A Brand New Series From Nicci French


The stunning first book in a new series of psychological thrillers introducing an unforgettable London psychotherapist

Frieda Klein is a solitary, incisive psychotherapist who spends her sleepless nights walking along the ancient rivers that have been forced underground in modern London. She believes that the world is a messy, uncontrollable place, but what we can control is what is inside our heads. This attitude is reflected in her own life, which is an austere one of refuge, personal integrity, and order.

The abduction of five-year-old Matthew Farraday provokes a national outcry and a desperate police hunt. And when his face is splashed over the newspapers, Frieda cannot ignore the coincidence: one of her patients has been having dreams in which he has a hunger for a child. A red-haired child he can describe in perfect detail, a child the spitting image of Matthew. She finds herself in the center of the investigation, serving as the reluctant sidekick of the chief inspector.

Drawing readers into a haunting world in which the terrors of the mind have spilled over into real life, Blue Monday introduces a compelling protagonist and a chilling mystery that will appeal to readers of dark crime fiction.


Jackie says:
"I've always been a bit curious about the husband and wife writing team known at Nicci French, so when I learned that their latest book was the first in a new series, I snatched it up.

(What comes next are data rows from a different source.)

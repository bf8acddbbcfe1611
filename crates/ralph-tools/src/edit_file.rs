//! `edit_file` — exact string replacement, TOCTOU-verified at open time.

use std::io::Write as _;

use serde_json::Value;

use ralph_policy::{verify_and_open, ApprovedPath};

use crate::BuiltinTool;

/// Performs exact string replacements in a file. FileWrite category
/// (spec.md §4.1); `old_string` must be unique unless `replace_all` is
/// set. Re-verifies the target path at open time via [`verify_and_open`],
/// the same TOCTOU guard `write_file` uses.
pub struct EditFileTool;

impl BuiltinTool for EditFileTool {
    fn name(&self) -> &'static str {
        "edit_file"
    }

    fn is_thread_safe(&self) -> bool {
        false
    }

    fn run(&self, arguments: &Value) -> Result<String, String> {
        let path = arguments
            .get("path")
            .and_then(Value::as_str)
            .ok_or("path is required")?;
        let old_string = arguments
            .get("old_string")
            .and_then(Value::as_str)
            .ok_or("old_string is required")?;
        let new_string = arguments
            .get("new_string")
            .and_then(Value::as_str)
            .ok_or("new_string is required")?;
        let replace_all = arguments.get("replace_all").and_then(Value::as_bool).unwrap_or(false);

        let path = std::path::Path::new(path);
        if !path.exists() {
            return Err(format!("{}: no such file", path.display()));
        }

        let content = std::fs::read_to_string(path).map_err(|e| e.to_string())?;
        let count = content.matches(old_string).count();
        if count == 0 {
            return Err(format!("old_string not found in {}", path.display()));
        }
        if count > 1 && !replace_all {
            return Err(format!(
                "old_string found {count} times in {} — use replace_all or provide more context to make it unique",
                path.display()
            ));
        }

        let new_content =
            if replace_all { content.replace(old_string, new_string) } else { content.replacen(old_string, new_string, 1) };

        let approved = ApprovedPath::capture(path).ok_or_else(|| format!("{}: parent directory unreachable", path.display()))?;
        let mut file = verify_and_open(&approved, true).map_err(|e| e.to_string())?;
        file.set_len(0).map_err(|e| e.to_string())?;
        file.write_all(new_content.as_bytes()).map_err(|e| e.to_string())?;

        if replace_all && count > 1 {
            Ok(format!("Replaced {count} occurrences in {}", path.display()))
        } else {
            Ok(format!("Edited {}", path.display()))
        }
    }
}

#[cfg(test)]
mod tests {
    use super::*;
    use std::io::Write as _;
    use tempfile::NamedTempFile;

    #[test]
    fn replaces_unique_match() {
        let mut f = NamedTempFile::new().unwrap();
        write!(f, "hello world").unwrap();

        let result = EditFileTool
            .run(&serde_json::json!({"path": f.path().to_str().unwrap(), "old_string": "hello", "new_string": "goodbye"}))
            .unwrap();

        assert!(result.contains("Edited"));
        assert_eq!(std::fs::read_to_string(f.path()).unwrap(), "goodbye world");
    }

    #[test]
    fn missing_file_fails() {
        let result = EditFileTool.run(
            &serde_json::json!({"path": "/nonexistent/ralph_test.txt", "old_string": "a", "new_string": "b"}),
        );
        assert!(result.is_err());
    }

    #[test]
    fn old_string_not_found_fails() {
        let mut f = NamedTempFile::new().unwrap();
        write!(f, "hello world").unwrap();

        let err = EditFileTool
            .run(&serde_json::json!({"path": f.path().to_str().unwrap(), "old_string": "foobar", "new_string": "baz"}))
            .unwrap_err();
        assert!(err.contains("not found"));
    }

    #[test]
    fn non_unique_match_without_replace_all_fails() {
        let mut f = NamedTempFile::new().unwrap();
        write!(f, "aaa bbb aaa").unwrap();

        let err = EditFileTool
            .run(&serde_json::json!({"path": f.path().to_str().unwrap(), "old_string": "aaa", "new_string": "ccc"}))
            .unwrap_err();
        assert!(err.contains("2 times"));
    }

    #[test]
    fn replace_all_replaces_every_occurrence() {
        let mut f = NamedTempFile::new().unwrap();
        write!(f, "aaa bbb aaa").unwrap();

        let result = EditFileTool
            .run(&serde_json::json!({
                "path": f.path().to_str().unwrap(),
                "old_string": "aaa",
                "new_string": "ccc",
                "replace_all": true
            }))
            .unwrap();

        assert!(result.contains("2 occurrences"));
        assert_eq!(std::fs::read_to_string(f.path()).unwrap(), "ccc bbb ccc");
    }
}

The series spotlights psychotherapist Frieda Klein--a woman with more than few quirks--and her practice. This first one involves a patient she reluctantly took over after a colleague's nervous breakdown. She begins to suspect that her new client may have something to do with a missing little boy, and reluctantly speaks to the police about it, stirring up a major storm that blows in all sorts of unexpected things. While I felt that there were a couple of unsupported leaps in the story line, I still found it an absorbing thriller that ends in a very, very interesting way."